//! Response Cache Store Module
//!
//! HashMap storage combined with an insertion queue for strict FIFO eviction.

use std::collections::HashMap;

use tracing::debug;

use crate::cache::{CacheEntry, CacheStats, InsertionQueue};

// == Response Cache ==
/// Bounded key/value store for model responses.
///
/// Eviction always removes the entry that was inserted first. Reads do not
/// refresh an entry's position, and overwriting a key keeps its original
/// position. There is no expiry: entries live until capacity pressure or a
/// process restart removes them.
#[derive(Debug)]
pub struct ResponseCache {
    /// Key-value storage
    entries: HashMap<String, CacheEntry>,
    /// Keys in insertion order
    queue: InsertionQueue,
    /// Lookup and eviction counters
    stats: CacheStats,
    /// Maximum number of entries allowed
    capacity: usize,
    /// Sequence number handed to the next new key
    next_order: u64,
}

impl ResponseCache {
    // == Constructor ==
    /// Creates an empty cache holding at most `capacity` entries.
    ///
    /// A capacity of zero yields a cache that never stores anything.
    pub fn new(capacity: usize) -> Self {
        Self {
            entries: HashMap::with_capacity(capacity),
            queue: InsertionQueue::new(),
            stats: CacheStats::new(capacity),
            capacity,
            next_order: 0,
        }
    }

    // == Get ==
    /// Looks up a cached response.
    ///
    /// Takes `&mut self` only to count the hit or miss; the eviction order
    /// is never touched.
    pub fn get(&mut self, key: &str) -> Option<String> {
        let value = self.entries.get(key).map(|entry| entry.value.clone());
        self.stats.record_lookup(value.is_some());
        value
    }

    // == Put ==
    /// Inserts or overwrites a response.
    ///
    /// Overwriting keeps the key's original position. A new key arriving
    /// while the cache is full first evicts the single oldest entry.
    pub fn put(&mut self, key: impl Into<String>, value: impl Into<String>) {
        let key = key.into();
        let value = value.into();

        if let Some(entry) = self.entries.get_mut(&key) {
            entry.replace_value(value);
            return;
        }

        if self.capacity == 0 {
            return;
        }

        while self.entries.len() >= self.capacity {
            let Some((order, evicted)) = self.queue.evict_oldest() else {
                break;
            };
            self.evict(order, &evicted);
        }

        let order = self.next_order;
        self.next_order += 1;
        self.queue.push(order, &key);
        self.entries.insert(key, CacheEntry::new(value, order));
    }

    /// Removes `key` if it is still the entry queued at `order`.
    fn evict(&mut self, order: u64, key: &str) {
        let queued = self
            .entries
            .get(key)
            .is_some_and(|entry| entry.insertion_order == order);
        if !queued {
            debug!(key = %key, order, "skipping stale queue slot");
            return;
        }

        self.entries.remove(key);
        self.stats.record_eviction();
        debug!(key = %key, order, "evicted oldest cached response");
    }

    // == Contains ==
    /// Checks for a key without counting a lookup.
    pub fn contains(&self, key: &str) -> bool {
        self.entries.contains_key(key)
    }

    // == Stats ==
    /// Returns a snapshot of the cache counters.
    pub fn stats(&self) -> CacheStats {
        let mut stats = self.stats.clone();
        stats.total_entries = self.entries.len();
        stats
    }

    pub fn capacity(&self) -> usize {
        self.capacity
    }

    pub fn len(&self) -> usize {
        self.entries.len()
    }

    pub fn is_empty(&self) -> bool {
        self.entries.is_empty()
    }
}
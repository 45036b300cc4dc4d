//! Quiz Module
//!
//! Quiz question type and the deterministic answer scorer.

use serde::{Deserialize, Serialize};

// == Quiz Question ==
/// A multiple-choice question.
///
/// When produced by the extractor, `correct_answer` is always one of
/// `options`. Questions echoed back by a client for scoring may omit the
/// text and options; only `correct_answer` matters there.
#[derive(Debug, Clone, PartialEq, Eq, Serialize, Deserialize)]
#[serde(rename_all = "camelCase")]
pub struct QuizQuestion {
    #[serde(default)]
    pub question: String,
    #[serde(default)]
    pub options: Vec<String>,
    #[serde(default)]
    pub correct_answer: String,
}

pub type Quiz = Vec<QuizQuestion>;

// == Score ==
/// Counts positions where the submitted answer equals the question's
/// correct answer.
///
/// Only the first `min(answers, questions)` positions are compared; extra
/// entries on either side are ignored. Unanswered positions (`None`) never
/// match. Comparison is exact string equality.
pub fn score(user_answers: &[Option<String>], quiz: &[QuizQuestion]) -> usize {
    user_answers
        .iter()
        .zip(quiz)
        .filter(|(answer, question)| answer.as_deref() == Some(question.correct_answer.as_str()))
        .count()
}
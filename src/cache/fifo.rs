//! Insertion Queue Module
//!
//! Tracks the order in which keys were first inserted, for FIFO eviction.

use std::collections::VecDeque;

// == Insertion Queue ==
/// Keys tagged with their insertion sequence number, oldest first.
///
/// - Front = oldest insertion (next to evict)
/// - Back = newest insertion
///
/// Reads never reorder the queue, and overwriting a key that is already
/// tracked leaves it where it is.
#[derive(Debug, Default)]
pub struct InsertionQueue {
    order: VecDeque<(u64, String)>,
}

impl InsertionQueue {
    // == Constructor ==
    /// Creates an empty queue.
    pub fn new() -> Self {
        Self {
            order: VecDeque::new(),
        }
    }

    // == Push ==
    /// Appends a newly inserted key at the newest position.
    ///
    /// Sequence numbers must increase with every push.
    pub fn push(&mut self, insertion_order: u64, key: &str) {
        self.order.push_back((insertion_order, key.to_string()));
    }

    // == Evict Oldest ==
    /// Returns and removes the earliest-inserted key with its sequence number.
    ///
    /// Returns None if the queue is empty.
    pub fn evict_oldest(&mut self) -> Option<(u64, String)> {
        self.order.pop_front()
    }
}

--

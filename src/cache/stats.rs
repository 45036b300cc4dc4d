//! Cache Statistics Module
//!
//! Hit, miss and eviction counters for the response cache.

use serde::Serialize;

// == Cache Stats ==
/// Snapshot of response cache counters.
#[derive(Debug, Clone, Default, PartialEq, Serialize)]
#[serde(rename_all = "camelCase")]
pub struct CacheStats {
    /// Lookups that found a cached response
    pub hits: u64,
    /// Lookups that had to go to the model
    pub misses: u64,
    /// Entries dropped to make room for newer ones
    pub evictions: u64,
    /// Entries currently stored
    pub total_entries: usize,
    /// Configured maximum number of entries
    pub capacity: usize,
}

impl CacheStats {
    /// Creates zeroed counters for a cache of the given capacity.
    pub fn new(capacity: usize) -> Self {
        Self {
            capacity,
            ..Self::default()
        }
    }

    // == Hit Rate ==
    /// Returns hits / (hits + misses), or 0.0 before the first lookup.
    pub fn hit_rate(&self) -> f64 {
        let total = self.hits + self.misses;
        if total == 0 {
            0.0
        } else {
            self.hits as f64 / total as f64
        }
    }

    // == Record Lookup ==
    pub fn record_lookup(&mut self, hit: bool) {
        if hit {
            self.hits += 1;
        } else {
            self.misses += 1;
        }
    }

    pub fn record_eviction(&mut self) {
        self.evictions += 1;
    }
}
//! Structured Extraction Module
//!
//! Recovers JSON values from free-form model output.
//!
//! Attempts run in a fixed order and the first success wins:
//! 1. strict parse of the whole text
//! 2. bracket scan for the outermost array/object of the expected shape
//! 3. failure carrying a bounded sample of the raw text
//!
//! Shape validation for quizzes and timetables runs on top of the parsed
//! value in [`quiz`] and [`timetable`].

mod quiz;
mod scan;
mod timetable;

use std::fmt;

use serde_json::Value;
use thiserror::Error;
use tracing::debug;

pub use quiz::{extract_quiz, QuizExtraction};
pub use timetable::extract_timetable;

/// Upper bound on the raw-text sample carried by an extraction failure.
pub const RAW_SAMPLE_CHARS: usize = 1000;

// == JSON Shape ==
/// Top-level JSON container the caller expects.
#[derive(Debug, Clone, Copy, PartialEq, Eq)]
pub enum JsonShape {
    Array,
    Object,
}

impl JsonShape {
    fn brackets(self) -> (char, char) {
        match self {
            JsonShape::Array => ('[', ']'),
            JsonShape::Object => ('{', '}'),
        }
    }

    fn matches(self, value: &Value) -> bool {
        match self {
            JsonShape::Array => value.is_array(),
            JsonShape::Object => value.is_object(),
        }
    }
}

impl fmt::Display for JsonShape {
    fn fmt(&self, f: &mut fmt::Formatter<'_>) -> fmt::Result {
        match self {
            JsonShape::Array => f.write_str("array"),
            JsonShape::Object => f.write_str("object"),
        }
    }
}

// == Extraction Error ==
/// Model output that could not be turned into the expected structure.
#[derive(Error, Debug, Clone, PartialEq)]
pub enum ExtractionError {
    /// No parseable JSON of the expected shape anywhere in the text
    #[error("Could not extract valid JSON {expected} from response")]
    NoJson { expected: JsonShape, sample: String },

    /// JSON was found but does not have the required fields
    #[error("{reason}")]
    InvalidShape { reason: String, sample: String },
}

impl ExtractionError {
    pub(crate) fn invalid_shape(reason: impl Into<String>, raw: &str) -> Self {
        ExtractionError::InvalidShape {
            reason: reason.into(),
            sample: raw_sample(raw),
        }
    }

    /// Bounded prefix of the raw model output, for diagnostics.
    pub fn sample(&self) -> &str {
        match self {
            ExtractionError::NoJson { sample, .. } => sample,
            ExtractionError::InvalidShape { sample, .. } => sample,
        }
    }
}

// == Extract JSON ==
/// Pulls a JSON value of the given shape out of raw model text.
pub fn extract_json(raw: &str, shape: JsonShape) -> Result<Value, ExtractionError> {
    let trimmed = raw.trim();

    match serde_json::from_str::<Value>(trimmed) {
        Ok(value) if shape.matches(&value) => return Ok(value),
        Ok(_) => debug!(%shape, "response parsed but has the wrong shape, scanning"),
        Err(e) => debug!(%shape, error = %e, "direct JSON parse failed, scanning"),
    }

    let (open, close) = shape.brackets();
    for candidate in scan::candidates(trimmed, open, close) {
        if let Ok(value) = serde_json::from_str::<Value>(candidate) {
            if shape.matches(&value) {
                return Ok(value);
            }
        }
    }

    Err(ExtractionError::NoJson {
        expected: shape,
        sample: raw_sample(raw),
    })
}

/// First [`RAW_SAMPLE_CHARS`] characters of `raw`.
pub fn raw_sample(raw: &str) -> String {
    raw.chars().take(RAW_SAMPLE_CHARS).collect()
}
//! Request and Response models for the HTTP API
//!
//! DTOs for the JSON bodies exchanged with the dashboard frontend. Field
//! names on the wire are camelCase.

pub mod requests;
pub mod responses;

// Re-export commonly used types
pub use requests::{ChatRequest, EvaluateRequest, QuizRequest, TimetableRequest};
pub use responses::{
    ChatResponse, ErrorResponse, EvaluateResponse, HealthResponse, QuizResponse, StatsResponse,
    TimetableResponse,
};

---

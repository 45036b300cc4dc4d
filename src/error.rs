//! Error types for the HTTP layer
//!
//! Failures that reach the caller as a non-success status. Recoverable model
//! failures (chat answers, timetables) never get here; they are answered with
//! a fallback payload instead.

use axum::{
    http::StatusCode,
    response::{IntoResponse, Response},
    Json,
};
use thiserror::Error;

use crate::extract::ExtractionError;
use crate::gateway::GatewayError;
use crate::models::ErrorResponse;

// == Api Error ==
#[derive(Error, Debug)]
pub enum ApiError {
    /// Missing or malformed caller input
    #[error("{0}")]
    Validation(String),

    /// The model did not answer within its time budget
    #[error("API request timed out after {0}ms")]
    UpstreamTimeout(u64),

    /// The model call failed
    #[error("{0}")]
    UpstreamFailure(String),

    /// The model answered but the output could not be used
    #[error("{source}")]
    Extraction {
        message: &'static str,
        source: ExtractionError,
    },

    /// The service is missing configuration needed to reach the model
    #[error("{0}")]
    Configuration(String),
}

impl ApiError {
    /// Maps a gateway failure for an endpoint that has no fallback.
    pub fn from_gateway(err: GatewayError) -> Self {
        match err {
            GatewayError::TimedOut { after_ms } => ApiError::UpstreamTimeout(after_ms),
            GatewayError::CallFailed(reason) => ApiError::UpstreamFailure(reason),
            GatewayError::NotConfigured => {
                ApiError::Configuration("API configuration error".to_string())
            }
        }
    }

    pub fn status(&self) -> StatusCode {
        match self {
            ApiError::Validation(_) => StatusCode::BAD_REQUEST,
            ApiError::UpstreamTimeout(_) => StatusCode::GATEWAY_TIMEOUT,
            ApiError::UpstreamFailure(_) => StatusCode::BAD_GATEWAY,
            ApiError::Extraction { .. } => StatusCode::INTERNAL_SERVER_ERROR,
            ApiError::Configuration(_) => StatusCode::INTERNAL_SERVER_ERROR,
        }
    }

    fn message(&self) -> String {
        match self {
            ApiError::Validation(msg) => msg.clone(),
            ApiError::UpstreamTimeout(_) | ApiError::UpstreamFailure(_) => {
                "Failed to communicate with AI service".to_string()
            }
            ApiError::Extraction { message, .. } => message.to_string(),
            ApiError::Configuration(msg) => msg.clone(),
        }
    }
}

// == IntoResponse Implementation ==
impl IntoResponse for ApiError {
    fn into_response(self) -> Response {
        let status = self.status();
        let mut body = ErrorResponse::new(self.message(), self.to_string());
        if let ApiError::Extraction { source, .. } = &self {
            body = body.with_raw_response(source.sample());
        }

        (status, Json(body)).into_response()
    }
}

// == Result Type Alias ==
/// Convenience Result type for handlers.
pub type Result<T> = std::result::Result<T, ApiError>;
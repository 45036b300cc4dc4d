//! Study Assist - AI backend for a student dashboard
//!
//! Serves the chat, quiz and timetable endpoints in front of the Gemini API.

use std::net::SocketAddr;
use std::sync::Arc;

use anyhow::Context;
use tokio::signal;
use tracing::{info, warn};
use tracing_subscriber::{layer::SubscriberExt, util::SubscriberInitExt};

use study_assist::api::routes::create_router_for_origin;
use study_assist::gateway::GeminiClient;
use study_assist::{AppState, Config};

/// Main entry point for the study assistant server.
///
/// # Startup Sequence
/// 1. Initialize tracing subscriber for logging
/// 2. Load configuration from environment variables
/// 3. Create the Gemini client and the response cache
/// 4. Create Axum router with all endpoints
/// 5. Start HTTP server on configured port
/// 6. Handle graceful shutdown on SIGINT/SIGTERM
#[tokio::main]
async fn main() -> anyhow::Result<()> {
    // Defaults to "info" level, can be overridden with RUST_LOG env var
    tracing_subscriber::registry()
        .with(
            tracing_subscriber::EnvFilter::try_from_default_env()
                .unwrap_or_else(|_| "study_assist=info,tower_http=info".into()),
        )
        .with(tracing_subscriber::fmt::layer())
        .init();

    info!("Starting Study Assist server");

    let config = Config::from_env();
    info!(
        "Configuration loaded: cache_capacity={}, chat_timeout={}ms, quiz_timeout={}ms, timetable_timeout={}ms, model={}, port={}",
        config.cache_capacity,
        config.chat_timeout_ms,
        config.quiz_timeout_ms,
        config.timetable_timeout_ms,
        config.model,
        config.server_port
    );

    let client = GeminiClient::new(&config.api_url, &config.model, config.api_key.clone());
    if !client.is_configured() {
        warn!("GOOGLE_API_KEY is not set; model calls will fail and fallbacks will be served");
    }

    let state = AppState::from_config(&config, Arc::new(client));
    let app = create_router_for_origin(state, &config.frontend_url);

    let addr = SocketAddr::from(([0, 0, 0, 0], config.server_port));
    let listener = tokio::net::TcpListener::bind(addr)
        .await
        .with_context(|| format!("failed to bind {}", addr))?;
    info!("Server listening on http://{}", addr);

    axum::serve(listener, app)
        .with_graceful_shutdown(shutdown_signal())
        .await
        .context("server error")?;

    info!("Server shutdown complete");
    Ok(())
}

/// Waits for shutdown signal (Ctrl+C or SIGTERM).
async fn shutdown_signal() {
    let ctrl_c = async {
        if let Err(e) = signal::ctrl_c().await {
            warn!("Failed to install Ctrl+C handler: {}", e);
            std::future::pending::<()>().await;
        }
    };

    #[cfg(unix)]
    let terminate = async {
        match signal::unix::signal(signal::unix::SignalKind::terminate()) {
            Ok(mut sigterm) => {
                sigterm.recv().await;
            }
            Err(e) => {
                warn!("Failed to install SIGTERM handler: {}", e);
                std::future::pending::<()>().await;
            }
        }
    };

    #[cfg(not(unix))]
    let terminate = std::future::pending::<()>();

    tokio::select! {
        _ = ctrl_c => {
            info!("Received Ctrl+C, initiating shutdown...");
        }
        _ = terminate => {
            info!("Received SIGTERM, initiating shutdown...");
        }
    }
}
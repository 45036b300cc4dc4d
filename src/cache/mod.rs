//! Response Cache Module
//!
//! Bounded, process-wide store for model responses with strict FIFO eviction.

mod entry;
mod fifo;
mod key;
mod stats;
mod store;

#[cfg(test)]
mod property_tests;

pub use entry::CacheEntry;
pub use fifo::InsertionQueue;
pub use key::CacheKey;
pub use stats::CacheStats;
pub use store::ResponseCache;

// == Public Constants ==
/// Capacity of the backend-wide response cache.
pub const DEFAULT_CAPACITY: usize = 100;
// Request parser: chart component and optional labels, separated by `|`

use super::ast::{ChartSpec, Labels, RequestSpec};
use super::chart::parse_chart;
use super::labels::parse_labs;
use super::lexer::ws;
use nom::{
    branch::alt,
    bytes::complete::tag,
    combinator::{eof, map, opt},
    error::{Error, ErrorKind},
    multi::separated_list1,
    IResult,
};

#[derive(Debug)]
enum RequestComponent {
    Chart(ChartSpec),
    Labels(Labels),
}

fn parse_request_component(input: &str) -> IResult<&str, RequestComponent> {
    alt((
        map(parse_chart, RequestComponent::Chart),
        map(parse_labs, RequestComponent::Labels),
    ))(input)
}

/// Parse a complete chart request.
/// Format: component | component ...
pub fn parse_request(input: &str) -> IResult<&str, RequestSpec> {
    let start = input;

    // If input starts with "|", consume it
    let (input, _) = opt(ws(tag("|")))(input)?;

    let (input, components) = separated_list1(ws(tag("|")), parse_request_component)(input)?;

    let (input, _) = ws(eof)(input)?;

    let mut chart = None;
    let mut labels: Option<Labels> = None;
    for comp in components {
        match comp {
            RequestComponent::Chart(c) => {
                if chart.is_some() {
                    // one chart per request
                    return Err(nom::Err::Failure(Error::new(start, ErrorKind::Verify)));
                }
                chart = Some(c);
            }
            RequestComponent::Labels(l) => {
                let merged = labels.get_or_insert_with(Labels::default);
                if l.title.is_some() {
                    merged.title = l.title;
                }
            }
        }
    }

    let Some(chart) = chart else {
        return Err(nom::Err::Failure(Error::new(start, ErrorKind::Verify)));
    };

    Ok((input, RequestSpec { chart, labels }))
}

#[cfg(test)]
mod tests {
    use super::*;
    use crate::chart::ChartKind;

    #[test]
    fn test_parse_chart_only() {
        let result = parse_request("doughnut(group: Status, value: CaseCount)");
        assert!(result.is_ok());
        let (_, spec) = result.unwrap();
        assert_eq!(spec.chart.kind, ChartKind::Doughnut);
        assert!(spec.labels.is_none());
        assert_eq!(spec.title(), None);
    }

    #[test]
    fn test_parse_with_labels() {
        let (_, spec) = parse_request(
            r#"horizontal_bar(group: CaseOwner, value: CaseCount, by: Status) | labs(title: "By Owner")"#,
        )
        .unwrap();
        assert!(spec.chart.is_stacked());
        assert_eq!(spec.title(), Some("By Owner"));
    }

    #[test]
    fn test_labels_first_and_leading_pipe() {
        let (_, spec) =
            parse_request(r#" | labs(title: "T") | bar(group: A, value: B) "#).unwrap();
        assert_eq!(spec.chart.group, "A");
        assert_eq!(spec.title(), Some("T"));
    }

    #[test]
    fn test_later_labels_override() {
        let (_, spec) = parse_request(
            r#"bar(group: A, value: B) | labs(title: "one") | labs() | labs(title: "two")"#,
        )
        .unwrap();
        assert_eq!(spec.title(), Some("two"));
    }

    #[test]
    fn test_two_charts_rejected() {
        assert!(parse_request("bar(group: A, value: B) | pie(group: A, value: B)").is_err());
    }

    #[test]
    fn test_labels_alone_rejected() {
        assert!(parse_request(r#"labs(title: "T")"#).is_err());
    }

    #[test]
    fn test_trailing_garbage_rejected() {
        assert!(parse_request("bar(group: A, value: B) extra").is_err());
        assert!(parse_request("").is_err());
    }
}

Prompt:
When you reach the line with "and the response cache" in the records above, start writing out lines exactly, and stop once the line with "async fn main()" has been written; include nothing else.

Answer box:
/// 3. Create the Gemini client and the response cache
/// 4. Create Axum router with all endpoints
/// 5. Start HTTP server on configured port
/// 6. Handle graceful shutdown on SIGINT/SIGTERM
#[tokio::main]
async fn main() -> anyhow::Result<()> {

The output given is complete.